Think about it, you're alive in Britain and as far as your concerned the world has ended after a RAGE virus pretty much turns everybody into crazy infected monsters that will attack and pounce on you and the best vehicle you can think of to drive from London to Manchester is a fucking black London taxi, it fits in well but c'mon, you get all of London to yourself and any car you want and they pick a black taxi!

7. Camping in the open with roaming infected is completely safe



So as we pretty much saw from the start of the movie when Jim lit a candle it caused three infected to literally burst into his house and pin him to the ground and try and kill him and took two others to finish off those infected, not long later on the trip to Manchester the four survivors set up camp in the middle of the countryside outdoors, why weren't they jumped by hordes of or even a handful of infected?

6. HELLO is more sufficient then HELP or SOS



Near the end of the movie we are introduced to the fact that the infected are slowly dying out and the now three survivors are residing in a cottage somewhere in England, anyway after knitting loads of fabric together they spell out HELLO in block capitals and lay it across a field, each letter is massive and looks like it took ages to fix together, they signal to fighter jets which comes across the valley and calls for a helicopter to come out and rescue them.

Here's the thing, you'd look pretty distressed to spend enough time spelling that out instead of HELP or SOS, and personally if I was that Finnish fighter pilot they'd be the last people I'd rescue.

5. Pepsi is the post apocalyptic drink



Wake up in a hospital with nobody there whatsoever, why not have a drink of Pepsi to refresh yourself, your immune shutting down from having no proper food in 28 days?
Why not have some more Pepsi instead of Lilt!
The movie briefly entered a period where we forgot about the murderous infected for a few minutes and were reminded of drinks like Pepsi, Tango and Lilt oh and Terries Chocolate Orange (that one bit of dialogue was cringe worthy).

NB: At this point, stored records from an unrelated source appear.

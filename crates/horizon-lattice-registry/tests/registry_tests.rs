//! End-to-end tests for layered settings persistence.

use std::fs;
use std::path::Path;

use horizon_lattice_registry::{Color, Registry, Settings, Tier};
use tempfile::TempDir;

fn init_logging() {
    let _ = tracing_subscriber::fmt()
        .with_max_level(tracing::Level::DEBUG)
        .with_test_writer()
        .try_init();
}

fn registry(system: &Path, user: &Path) -> Registry {
    let mut registry = Registry::new("testapp", "");
    registry.set_ascii_mode(true);
    registry.set_system_path(&system.to_string_lossy());
    registry.set_user_dir(user);
    registry
}

#[test]
fn test_written_value_survives_restart() {
    init_logging();
    let system = TempDir::new().unwrap();
    let user = TempDir::new().unwrap();

    let mut first = registry(system.path(), user.path());
    first.read();
    assert!(first.write_int("General", "width", 800));
    first.write().unwrap();
    assert!(!first.is_modified());

    let mut second = registry(system.path(), user.path());
    second.read();
    assert_eq!(second.read_int("General", "width", 0), 800);
}

#[test]
fn test_user_edits_beat_system_defaults() {
    init_logging();
    let system = TempDir::new().unwrap();
    let user = TempDir::new().unwrap();
    fs::write(
        system.path().join("testapp.rc"),
        "[Colors]\nbackground=white\nforeground=black\n",
    )
    .unwrap();

    let mut first = registry(system.path(), user.path());
    first.read();
    assert_eq!(
        first.read_color("Colors", "background", Color::TRANSPARENT),
        Color::rgb(255, 255, 255)
    );
    first.write_color("Colors", "background", Color::rgb(0x12, 0x34, 0x56));
    first.write().unwrap();

    let saved = fs::read_to_string(user.path().join("testapp.rc")).unwrap();
    assert_eq!(saved, "[Colors]\nbackground=#123456\n");

    let mut second = registry(system.path(), user.path());
    second.read();
    assert_eq!(
        second.read_color("Colors", "background", Color::TRANSPARENT),
        Color::rgb(0x12, 0x34, 0x56)
    );
    assert_eq!(
        second.read_color("Colors", "foreground", Color::TRANSPARENT),
        Color::rgb(0, 0, 0)
    );
}

#[test]
fn test_malformed_user_file_degrades_to_defaults() {
    init_logging();
    let system = TempDir::new().unwrap();
    let user = TempDir::new().unwrap();
    fs::write(
        user.path().join("testapp.rc"),
        "stray=1\n[Window\n[Window]\nwidth\nheight=600\n",
    )
    .unwrap();

    let mut registry = registry(system.path(), user.path());
    registry.read();
    assert_eq!(registry.read_int("Window", "width", 640), 640);
    assert_eq!(registry.read_int("Window", "height", 480), 600);
}

#[test]
fn test_deleted_entries_are_not_persisted() {
    init_logging();
    let system = TempDir::new().unwrap();
    let user = TempDir::new().unwrap();

    let mut first = registry(system.path(), user.path());
    first.write_string("Recent", "file1", "/tmp/a.txt");
    first.write_string("Recent", "file2", "/tmp/b.txt");
    first.write().unwrap();

    let mut second = registry(system.path(), user.path());
    second.read();
    assert!(second.delete_entry("Recent", "file1"));
    second.write().unwrap();

    let path = second.tier_file(Tier::UserApplication).unwrap();
    let mut reloaded = Settings::new();
    reloaded.parse_file(&path, true).unwrap();
    assert!(!reloaded.exists_entry("Recent", "file1"));
    assert_eq!(reloaded.read_string("Recent", "file2"), Some("/tmp/b.txt"));
}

4. 15-Year-Old Girls show no emotion



Apart from being happy sometimes the British girl Hannah in 28 Days Later never seemed to show any emotion, especially just before a mother figure to her was about to be raped, obviously the script writers were afraid of the character showing any emotion in that scene so gave her some pills to make her have NO EMOTIONS WHATSOEVER for the main shootout scene at the end of the film.

3. PETA will lead us to the apocalypse



Yes a little incident involving PETA resulted in the deaths of over 60,000,000 British people, at the start of the movie the animal rights activists break into a Cambridge facility holding RAGE infected chimps and end up freeing them starting off the deadly virus, believe it or not this I thought was a rather amusing way to blame somebody apart from some crazy German scientist or the French.

2. When Britain falls so will all media communications world wide



That's the most baffling thing about the entire movie, the fact that it was only the UK that had fallen pray to the virus even though we were told at the start infection had spread to Paris and New York (fans claim it was a diversion of some sort), so the British army unit in the movie obviously have no proper radio or TV to find whether or not everybody is alive ignoring the fact across the channel people are watching The Simpsons, it was a stretch that went way too far to ignore.

1.British soldiers will ruin your day and steal your woman



Yes the army unit in the movie nearly pretty much ended everything for the protagonists in the movie, first they are shown to be arrogant and killing infected gets them horny, when one Scottish guy attempts to do the right thing it results in him and Jim about to be shot in the woods (Irish and Scottish!), anyway Jim escapes the rest attempt to rape the two women since they needed to repopulate Britain to continue being arrogant pricks (that's the best explanation I can come up with).